During his travels, he saw a bright light coming from a mountain.
Drawn by the light, Iko climbed to the top of the mountain. There he saw the Kannon Bosatsu Goddess, shining in all her glory.
Iko was so moved by his vision of Kannon, that he immediately set to work carving a statue of the version of Kannon that he saw.
He then encased that statue inside a much larger and more elaborate statue of Kannon, and built Kimiidera Temple to enshrine these statues.
This temple is famous for its early flowering cherry blossoms.
The name KIMIIDERA, means a temple that has three fountains in the Kii area.
It is an interesting fact that despite the fact that the temple is built high up and on a steep hillside, fountains of clean mineral waters have gushed out here and they have never dried up.
The views from this elevated temple overlook the city and ports at sea.
We reclaimed our backpacks, thanked the ladies at the gate and continued walking to our hotel in Wakanoura.
We had booked a room with half board, and whenever your accommodation is preparing your dinner, it is best to arrive by five in the afternoon.
But before heading straight to our hotel, we did a small detour to see the main park in Wakanoura, full of blooming trees, birds and bridges over a pond.
A Shinto shrine and an old temple look out over the hills above the park.
Above them, a big seated Buddha is on a hill overlooks the sea.
Our hotel for the night was built by a Japanese man who lived and studied in California for six years.
He drew his inspiration from the Greek islands, and he designed and built this Greek style resort on a cliff in front of the blue sea.
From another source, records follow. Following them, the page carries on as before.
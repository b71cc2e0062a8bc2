//! Tracing initialization: JSON lines filtered by `RUST_LOG`.

use tracing_subscriber::EnvFilter;

/// Filter used when `RUST_LOG` is unset or unparsable.
pub const DEFAULT_DIRECTIVE: &str = "info";

/// Build the filter from `RUST_LOG`, falling back to `default_directive`.
pub fn env_filter(default_directive: &str) -> EnvFilter {
    EnvFilter::try_from_default_env().unwrap_or_else(|_| EnvFilter::new(default_directive))
}

/// Install the global JSON subscriber.
///
/// Safe to call multiple times (subsequent calls are no-ops).
pub fn init(default_directive: &str) {
    let _ = tracing_subscriber::fmt()
        .with_env_filter(env_filter(default_directive))
        .json()
        .with_timer(tracing_subscriber::fmt::time::SystemTime)
        .with_target(false)
        .try_init();
}
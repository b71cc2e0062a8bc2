//! Projection of domain events into the read model.
//!
//! Projections are:
//! - **Rebuildable**: the read model can be reconstructed from the event log
//! - **Idempotent on creation**: a repeated `ProductCreated` changes nothing
//! - **Isolated per event**: one failing event never stops the engine

pub mod engine;
pub mod error;
pub mod handlers;
pub mod replay;

pub use engine::{ProjectionEngine, ProjectionState, ProjectionStats};
pub use error::ProjectionError;
pub use handlers::{ProjectionOutcome, apply_event};
pub use replay::{ReplayHandle, ReplayReport};
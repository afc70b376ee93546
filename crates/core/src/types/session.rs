//! Trading-session constants and the two session halves.
//!
//! The trading day runs 09:00–11:30 and 13:00–16:00. All grid seconds
//! are expressed relative to the 09:00:00 session open, so the morning
//! half covers `[0, 9000)` and the afternoon half `[14400, 25200)`.

use std::fmt;

/// Seconds-of-day of the session open (09:00:00).
pub const SESSION_OPEN_SECS: f64 = 32_400.0;

/// Grid second of the session close (16:00:00 relative to open).
pub const SESSION_CLOSE_SECOND: u32 = 25_200;

/// One half of the trading session, each with its own one-second grid.
#[derive(Debug, Clone, Copy, PartialEq, Eq, Hash)]
pub enum SessionHalf {
    /// 09:00–11:30, grid seconds `[0, 9000)`.
    Morning,
    /// 13:00–16:00, grid seconds `[14400, 25200)`.
    Afternoon,
}

impl SessionHalf {
    /// First grid second of the half. Also its anchor second: the one
    /// second where the as-of lookup uses the closed `<= i` rule.
    pub const fn start_second(self) -> u32 {
        match self {
            SessionHalf::Morning => 0,
            SessionHalf::Afternoon => 14_400,
        }
    }

    /// One past the last grid second of the half.
    pub const fn end_second(self) -> u32 {
        match self {
            SessionHalf::Morning => 9_000,
            SessionHalf::Afternoon => SESSION_CLOSE_SECOND,
        }
    }

    /// Number of grid rows the half must produce.
    pub const fn expected_rows(self) -> usize {
        (self.end_second() - self.start_second()) as usize
    }

    /// Suffix used in the output file name (`_UP` / `_DOWN`).
    pub const fn output_suffix(self) -> &'static str {
        match self {
            SessionHalf::Morning => "UP",
            SessionHalf::Afternoon => "DOWN",
        }
    }
}

impl fmt::Display for SessionHalf {
    fn fmt(&self, f: &mut fmt::Formatter<'_>) -> fmt::Result {
        match self {
            SessionHalf::Morning => write!(f, "morning"),
            SessionHalf::Afternoon => write!(f, "afternoon"),
        }
    }
}
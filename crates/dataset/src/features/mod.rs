//! Snapshot-indexed feature banks.
//!
//! Both banks are single forward passes over the snapshot series and
//! are independent of the one-second grid; the grid walk reads their
//! output by snapshot index.

pub mod causal;
pub mod depth;

pub use causal::{CausalFeatureBank, RiseRatioSeries};
pub use depth::{DepthFeature, DepthImbalanceBank};
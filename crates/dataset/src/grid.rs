//! The one-second grid walk: as-of alignment, forward labeling, and
//! gap carry-forward for one session half.
//!
//! The walk visits every grid second of the half exactly once, in
//! increasing order, and appends exactly one row per second. All
//! lookups ride on monotonically advancing cursors (as-of, forward
//! horizon, and a monotonic-deque window minimum), so a whole half is
//! O(snapshots + seconds) instead of a scan per second.
//!
//! Two behaviors are preserved from the upstream pipeline rather than
//! "fixed":
//!
//! - The as-of rule is asymmetric: at the half's anchor second the
//!   lookup is closed (`offset <= i`), at every other second it is the
//!   half-open `[i, i+1)`.
//! - Rise-ratio series are read at `asof - anchor_index`, i.e. relative
//!   to the half's anchor snapshot, while depth series are read at the
//!   absolute snapshot index.

use std::collections::VecDeque;

use lob_core::types::{SessionHalf, SnapshotSeries, SESSION_CLOSE_SECOND};

use crate::error::{DatasetError, Result};
use crate::features::{CausalFeatureBank, DepthImbalanceBank};

/// Dense per-second output of one session half.
///
/// Row-major storage, one row per grid second: column 0 is the label,
/// then one column per rise-ratio series, then `(ratio, diff)` per
/// depth feature.
#[derive(Debug, Clone)]
pub struct HalfMatrix {
    half: SessionHalf,
    n_cols: usize,
    data: Vec<f64>,
    start_index: usize,
    end_index: Option<usize>,
}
He did a great job, and the place feels very beautiful and relaxing.
He told us that his hotel is one of the only two Greek inspired hotels in all of Japan.
The restaurant served us a delicious Mediterranean seafood dinner on elegant oversized glassware.
The lobby also serves free hot and cold drinks all day, which was a lovely place to sit and do some trip planning.
We have gotten another hotel cancellation due to the coronavirus, this time in Kyoto.
We needed to book another hotel instead.
Luckily we found a good replacement to the hotel that we had booked, and at a much better price, too.
The Greek hotel does not have hot spring baths, but the private bathtub in our room overlooks the sea, and it is located in a glass room.
I used all the good olive oil beauty products that they gave me and soaked my body in the hot bath, while Jules did our laundry in the hotel’s laundry room.
Tomorrow the weather forecast is for rain all day, but on the positive side, it will be followed by a week of sunshine.
With light and love,
Steps walked – 36,200
26.5 km. walked
Active walking time – 6.5 hours
Total walking time today – 8.5 hours.